• **TASK STATEMENT**
If a line of the data below holds the string "cannot", copy it.

[Stored data entries]
::::
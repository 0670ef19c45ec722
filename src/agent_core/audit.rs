//! Audit Logger — append-only record of queries, tool calls and rejections.
//!
//! Events land in a bounded in-memory ring (statistics and export read from
//! it) and, best-effort, in a durable SQLite sink that keeps everything the
//! ring evicts. A sink write failure is logged and never reaches the caller.

use std::collections::{BTreeMap, VecDeque};
use std::io::Write;
use std::path::{Path, PathBuf};
use std::time::Duration;

use chrono::{DateTime, Utc};
use parking_lot::{Mutex, RwLock};
use serde::Serialize;

use super::database::AuditDatabase;
use super::errors::AgentError;
use super::types::{AuditEvent, AuditEventType};
use crate::config::SecurityConfig;

/// Ring capacity used by [`AuditLogger::new`].
pub const DEFAULT_RING_SIZE: usize = 1000;

/// File name of the durable sink inside the data directory.
pub const AUDIT_DB_FILE: &str = "audit.db";

// ─── Statistics ─────────────────────────────────────────────────────────────

/// Aggregates over the in-memory ring.
#[derive(Debug, Clone, PartialEq, Serialize)]
pub struct AuditStatistics {
    pub total_events: usize,
    pub event_types: BTreeMap<String, usize>,
    pub success_count: usize,
    pub error_count: usize,
    /// `success_count / total_events`, 0.0 when the ring is empty.
    pub success_rate: f64,
    /// Mean duration over `query_completed` events; absent if there are none.
    #[serde(skip_serializing_if = "Option::is_none")]
    pub average_query_duration_ms: Option<f64>,
}

// ─── AuditLogger ────────────────────────────────────────────────────────────

pub struct AuditLogger {
    enabled: bool,
    events: RwLock<VecDeque<AuditEvent>>,
    max_size: usize,
    /// `Connection` is not `Sync`, so the sink lives behind its own mutex.
    sink: Mutex<Option<AuditDatabase>>,
}

impl AuditLogger {
    /// In-memory only logger.
    pub fn new(max_size: usize) -> Self {
        Self {
            enabled: true,
            events: RwLock::new(VecDeque::new()),
            max_size: max_size.max(1),
            sink: Mutex::new(None),
        }
    }

    /// Logger that records nothing.
    pub fn disabled() -> Self {
        Self {
            enabled: false,
            ..Self::new(1)
        }
    }

    /// Attach a durable sink.
    pub fn with_sink(self, sink: AuditDatabase) -> Self {
        *self.sink.lock() = Some(sink);
        self
    }

    /// Open a logger with a durable sink at `path`, creating parent directories.
    pub fn open(path: &Path, max_size: usize) -> Result<Self, AgentError> {
        if let Some(parent) = path.parent().filter(|p| !p.as_os_str().is_empty()) {
            std::fs::create_dir_all(parent).map_err(|e| AgentError::AuditError {
                reason: format!("cannot create {}: {e}", parent.display()),
            })?;
        }
        let sink = AuditDatabase::open(&path.to_string_lossy())?;
        tracing::info!(path = %path.display(), "audit sink opened");
        Ok(Self::new(max_size).with_sink(sink))
    }

    /// Build the logger described by the security settings.
    ///
    /// A sink that cannot be opened degrades to in-memory auditing.
    pub fn from_config(config: &SecurityConfig) -> Self {
        if !config.enable_audit {
            return Self::disabled();
        }
        let path = config
            .audit_log_path
            .as_ref()
            .map(PathBuf::from)
            .unwrap_or_else(|| crate::data_dir().join(AUDIT_DB_FILE));
        match Self::open(&path, DEFAULT_RING_SIZE) {
            Ok(logger) => logger,
            Err(e) => {
                tracing::warn!(
                    path = %path.display(),
                    error = %e,
                    "audit sink unavailable, keeping events in memory only"
                );
                Self::new(DEFAULT_RING_SIZE)
            }
        }
    }

    pub fn is_enabled(&self) -> bool {
        self.enabled
    }

    pub fn has_durable_sink(&self) -> bool {
        self.sink.lock().is_some()
    }

    // ─── Recording ──────────────────────────────────────────────────────

    pub fn log_query(&self, query: &str) {
        self.record(
            AuditEventType::QueryReceived,
            query,
            true,
            None,
            None,
            Vec::new(),
            Default::default(),
        );
    }

    pub fn log_query_result(
        &self,
        query: &str,
        success: bool,
        duration: Duration,
        tools: Vec<String>,
        error: Option<&str>,
    ) {
        self.record(
            AuditEventType::QueryCompleted,
            query,
            success,
            Some(duration),
            error.map(str::to_string),
            tools,
            Default::default(),
        );
    }

    pub fn log_tool_execution(
        &self,
        tool_name: &str,
        parameters: &serde_json::Value,
        success: bool,
        duration: Duration,
        error: Option<&str>,
    ) {
        let mut metadata = serde_json::Map::new();
        metadata.insert("tool_name".into(), tool_name.into());
        metadata.insert("parameters".into(), parameters.clone());
        self.record(
            AuditEventType::ToolExecuted,
            tool_name,
            success,
            Some(duration),
            error.map(str::to_string),
            Vec::new(),
            metadata,
        );
    }

    pub fn log_security_violation(&self, query: &str, reason: &str) {
        let mut metadata = serde_json::Map::new();
        metadata.insert("violation_reason".into(), reason.into());
        self.record(
            AuditEventType::SecurityViolation,
            query,
            false,
            None,
            Some(reason.to_string()),
            Vec::new(),
            metadata,
        );
    }

    #[allow(clippy::too_many_arguments)]
    fn record(
        &self,
        event_type: AuditEventType,
        query: &str,
        success: bool,
        duration: Option<Duration>,
        error: Option<String>,
        tools: Vec<String>,
        metadata: serde_json::Map<String, serde_json::Value>,
    ) {
        if !self.enabled {
            return;
        }
        let event = AuditEvent {
            id: uuid::Uuid::new_v4().to_string(),
            timestamp: Utc::now(),
            event_type,
            query: query.to_string(),
            success,
            duration,
            error,
            tools,
            metadata,
        };
        self.append(event);
    }

    fn append(&self, event: AuditEvent) {
        if event.event_type == AuditEventType::SecurityViolation || !event.success {
            tracing::warn!(
                event_type = %event.event_type,
                query = %event.query,
                error = event.error.as_deref().unwrap_or(""),
                "audit"
            );
        }

        // The sink guard spans both appends; durable and ring order must match.
        let sink = self.sink.lock();
        if let Some(sink) = sink.as_ref() {
            if let Err(e) = sink.append(&event) {
                tracing::warn!(error = %e, event_id = %event.id, "durable audit write failed");
            }
        }

        let mut events = self.events.write();
        events.push_back(event);
        while events.len() > self.max_size {
            events.pop_front();
        }
    }

    // ─── Queries ────────────────────────────────────────────────────────

    /// Last `limit` events, oldest first. `0` means all.
    pub fn get_events(&self, limit: usize) -> Vec<AuditEvent> {
        let events = self.events.read();
        let limit = if limit == 0 { events.len() } else { limit.min(events.len()) };
        events.iter().skip(events.len() - limit).cloned().collect()
    }

    /// Up to `limit` events of one type, newest first.
    pub fn get_events_by_type(&self, event_type: AuditEventType, limit: usize) -> Vec<AuditEvent> {
        self.newest_matching(limit, |e| e.event_type == event_type)
    }

    pub fn get_security_violations(&self, limit: usize) -> Vec<AuditEvent> {
        self.get_events_by_type(AuditEventType::SecurityViolation, limit)
    }

    /// Up to `limit` unsuccessful events, newest first.
    pub fn get_failed_queries(&self, limit: usize) -> Vec<AuditEvent> {
        self.newest_matching(limit, |e| !e.success)
    }

    fn newest_matching(&self, limit: usize, pred: impl Fn(&AuditEvent) -> bool) -> Vec<AuditEvent> {
        self.events
            .read()
            .iter()
            .rev()
            .filter(|e| pred(e))
            .take(limit)
            .cloned()
            .collect()
    }

    pub fn len(&self) -> usize {
        self.events.read().len()
    }

    pub fn is_empty(&self) -> bool {
        self.len() == 0
    }

    pub fn get_statistics(&self) -> AuditStatistics {
        let events = self.events.read();
        let mut event_types = BTreeMap::new();
        let mut success_count = 0;
        let mut query_total = Duration::ZERO;
        let mut query_count = 0u32;

        for event in events.iter() {
            *event_types.entry(event.event_type.as_str().to_string()).or_insert(0) += 1;
            if event.success {
                success_count += 1;
            }
            if event.event_type == AuditEventType::QueryCompleted {
                query_total += event.duration.unwrap_or_default();
                query_count += 1;
            }
        }

        let total = events.len();
        AuditStatistics {
            total_events: total,
            event_types,
            success_count,
            error_count: total - success_count,
            success_rate: if total == 0 {
                0.0
            } else {
                success_count as f64 / total as f64
            },
            average_query_duration_ms: (query_count > 0)
                .then(|| (query_total / query_count).as_nanos() as f64 / 1e6),
        }
    }

    /// Write ring events with `start < timestamp < end` to a new file as JSON lines.
    ///
    /// Returns the number of events written.
    pub fn export_events(
        &self,
        path: &Path,
        start: DateTime<Utc>,
        end: DateTime<Utc>,
    ) -> Result<usize, AgentError> {
        let selected: Vec<AuditEvent> = self
            .events
            .read()
            .iter()
            .filter(|e| e.timestamp > start && e.timestamp < end)
            .cloned()
            .collect();

        let io_err = |e: std::io::Error| AgentError::AuditError {
            reason: format!("failed to export to {}: {e}", path.display()),
        };
        let file = std::fs::File::create(path).map_err(io_err)?;
        let mut writer = std::io::BufWriter::new(file);
        for event in &selected {
            serde_json::to_writer(&mut writer, event)?;
            writer.write_all(b"\n").map_err(io_err)?;
        }
        writer.flush().map_err(io_err)?;

        tracing::info!(path = %path.display(), count = selected.len(), "audit events exported");
        Ok(selected.len())
    }

    /// Read back from the durable sink, oldest first.
    pub fn durable_events(&self, limit: usize) -> Result<Vec<AuditEvent>, AgentError> {
        match self.sink.lock().as_ref() {
            Some(sink) => sink.recent(limit),
            None => Ok(Vec::new()),
        }
    }

    /// Drop the durable sink. In-memory events stay readable.
    pub fn close(&self) {
        if self.sink.lock().take().is_some() {
            tracing::info!("audit sink closed");
        }
    }
}

// ─── Tests ──────────────────────────────────────────────────────────────────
::::
• **ANSWER**
                reason: format!("cannot create {}: {e}", parent.display()),
    /// A sink that cannot be opened degrades to in-memory auditing.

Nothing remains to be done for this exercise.